Photos by Sumio Yamada
HARRY JOE YORGEY KO9 RONALD HEARNS
Buffalo Run casino, MIAMI, OK, March 28
HEARNS about to fall. / Photo: TOM CASINO, for Showtime
Careful matchmaking can cover up serious flaws in a fighter but in the case of Ronald Hearns, the secret is out. He is athletic and has nice boxing ability, but if he gets hit by anything approaching a hard shot he is likely to fall apart.
Harry Joe Yorgey is a competent boxer but has never been considered a seriously hard hitter, yet, in the special edition of ShoBox on Saturday, he was made to look like a Kelly Pavlik-type puncher as he knocked out Hearns in the ninth round of the scheduled 12-round junior middleweight bout.
It was alarming to see Hearns down three times and getting wobbled almost every time he got hit against an opponent chosen for a perceived lack of punching power.
By the middle rounds, his father, the legendary Thomas Hearns, was on his feet at ringside, signalling to his son to stick out the jab and move around, but the damage had been done and the younger Hearns was on borrowed time.

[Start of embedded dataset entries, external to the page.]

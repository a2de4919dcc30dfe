//! Message and Conversation domain types.
//!
//! These are the value objects that flow through the tool loop:
//! operator types text → Session appends it → Provider streams a reply →
//! tool results are folded back as synthetic user turns.

use serde::{Deserialize, Serialize};
use uuid::Uuid;

/// Unique identifier for a conversation (session).
#[derive(Debug, Clone, PartialEq, Eq, Hash, Serialize, Deserialize)]
pub struct ConversationId(pub String);

impl ConversationId {
    pub fn new() -> Self {
        Self(Uuid::new_v4().to_string())
    }
}

impl Default for ConversationId {
    fn default() -> Self {
        Self::new()
    }
}

impl std::fmt::Display for ConversationId {
    fn fmt(&self, f: &mut std::fmt::Formatter<'_>) -> std::fmt::Result {
        write!(f, "{}", self.0)
    }
}

/// The role of a message sender in a conversation.
#[derive(Debug, Clone, Copy, PartialEq, Eq, Serialize, Deserialize)]
#[serde(rename_all = "lowercase")]
pub enum Role {
    /// System instructions (identity, tool protocol, project context)
    System,
    /// The developer, or tool results handed back on their behalf
    User,
    /// The model
    Assistant,
}

/// A single message in a conversation.
#[derive(Debug, Clone, Serialize, Deserialize)]
pub struct Message {
    /// Who sent this message
    pub role: Role,

    /// The text content
    pub content: String,
}

impl Message {
    fn new(role: Role, content: impl Into<String>) -> Self {
        Self {
            role,
            content: content.into(),
        }
    }

    /// Create a new user message.
    pub fn user(content: impl Into<String>) -> Self {
        Self::new(Role::User, content)
    }

    /// Create a new assistant message.
    pub fn assistant(content: impl Into<String>) -> Self {
        Self::new(Role::Assistant, content)
    }

    /// Create a new system message.
    pub fn system(content: impl Into<String>) -> Self {
        Self::new(Role::System, content)
    }
}

/// An append-only, ordered sequence of messages.
///
/// The first message is always the system prompt, fixed at construction.
/// Resetting a conversation means building a new one.
#[derive(Debug, Clone, Serialize, Deserialize)]
pub struct Conversation {
    /// Unique conversation ID
    pub id: ConversationId,

    messages: Vec<Message>,
}

impl Conversation {
    /// Create a conversation seeded with its system prompt.
    pub fn new(system_prompt: impl Into<String>) -> Self {
        Self {
            id: ConversationId::new(),
            messages: vec![Message::system(system_prompt)],
        }
    }

    /// Append a user message.
    pub fn push_user(&mut self, content: impl Into<String>) {
        self.push(Message::user(content));
    }

    /// Append an assistant message.
    pub fn push_assistant(&mut self, content: impl Into<String>) {
        self.push(Message::assistant(content));
    }

    fn push(&mut self, message: Message) {
        self.messages.push(message);
    }

    /// All messages, system prompt first.
    pub fn messages(&self) -> &[Message] {
        &self.messages
    }

    pub fn len(&self) -> usize {
        self.messages.len()
    }

    pub fn is_empty(&self) -> bool {
        self.messages.is_empty()
    }

    /// The most recent message.
    pub fn last(&self) -> Option<&Message> {
        self.messages.last()
    }

    /// Get the total token count estimate (rough: 4 chars ≈ 1 token).
    pub fn estimated_tokens(&self) -> usize {
        self.messages.iter().map(|m| m.content.len() / 4).sum()
    }
}

#[cfg(test)]
mod tests {
    use super::*;

    #[test]
    fn conversation_starts_with_system_prompt() {
        let conv = Conversation::new("You are a coding assistant.");
        assert_eq!(conv.len(), 1);
        assert_eq!(conv.messages()[0].role, Role::System);
        assert_eq!(conv.messages()[0].content, "You are a coding assistant.");
    }

    #[test]
    fn conversation_appends_in_order() {
        let mut conv = Conversation::new("sys");
        conv.push_user("first");
        conv.push_assistant("second");
        conv.push_user("third");

        let roles: Vec<Role> = conv.messages().iter().map(|m| m.role).collect();
        assert_eq!(roles, vec![Role::System, Role::User, Role::Assistant, Role::User]);
        assert_eq!(conv.last().map(|m| m.content.as_str()), Some("third"));
    }

    #[test]
    fn fresh_conversations_do_not_share_history() {
        let mut old = Conversation::new("sys");
        old.push_user("hello");
        let fresh = Conversation::new("sys");
        assert_ne!(old.id, fresh.id);
        assert_eq!(fresh.len(), 1);
        assert_eq!(old.len(), 2);
    }

    #[test]
    fn role_serializes_lowercase() {
        let json = serde_json::to_string(&Role::Assistant).unwrap();
        assert_eq!(json, "\"assistant\"");
    }

    #[test]
    fn conversation_token_estimate() {
        // "sys!" is 4 chars ≈ 1 token; 20 chars ≈ 5 tokens
        let mut conv = Conversation::new("sys!");
        conv.push_user("12345678901234567890");
        assert_eq!(conv.estimated_tokens(), 6);
    }
}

Hearns had started off well enough, following the jab with some quick right hands, but there was a foretaste of things to come when Yorgey shook him with a right hand in the third. I thought it was ominous the way that Hearns faltered from the effects of what did not look a very hard blow. From then on, Yorgey was fighting like a man who knows it is a matter of time before he knocks his opponent out, as Steve Farhood noted in the commentary and were talking about a boxer with just one stoppage win in his last eight bouts.
I was actually surprised that Hearns lasted as long as he did, the way that he got dropped in the fourth and fifth rounds.
Hearns looked almost out of the fight when he got caught by the right hand again and flopped to the canvas in the fourth, but, after the eight count, he winged punches and managed to knock Yorgey off his feet. Yet although knockdowns had been exchanged, Hearns always looked much the more vulnerable fighter, and when he was dropped face-first from a right hand in the fifth I thought the fight was over.
Somehow Hearns got up and pulled himself together sufficiently to have a couple of good rounds, moving and jabbing, but inevitably he got caught again, and when he crashed down in the ninth there was no coming back.
Many fighters have come back after getting knocked out, but Hearns is 30 and this was a devastating defeat. If he boxes on, any opponent of ambition will be eagerly looking to land something on his chin and, sadly, Hearns has the fragile look of a fighter who could go at any time, a knockout victim in waiting.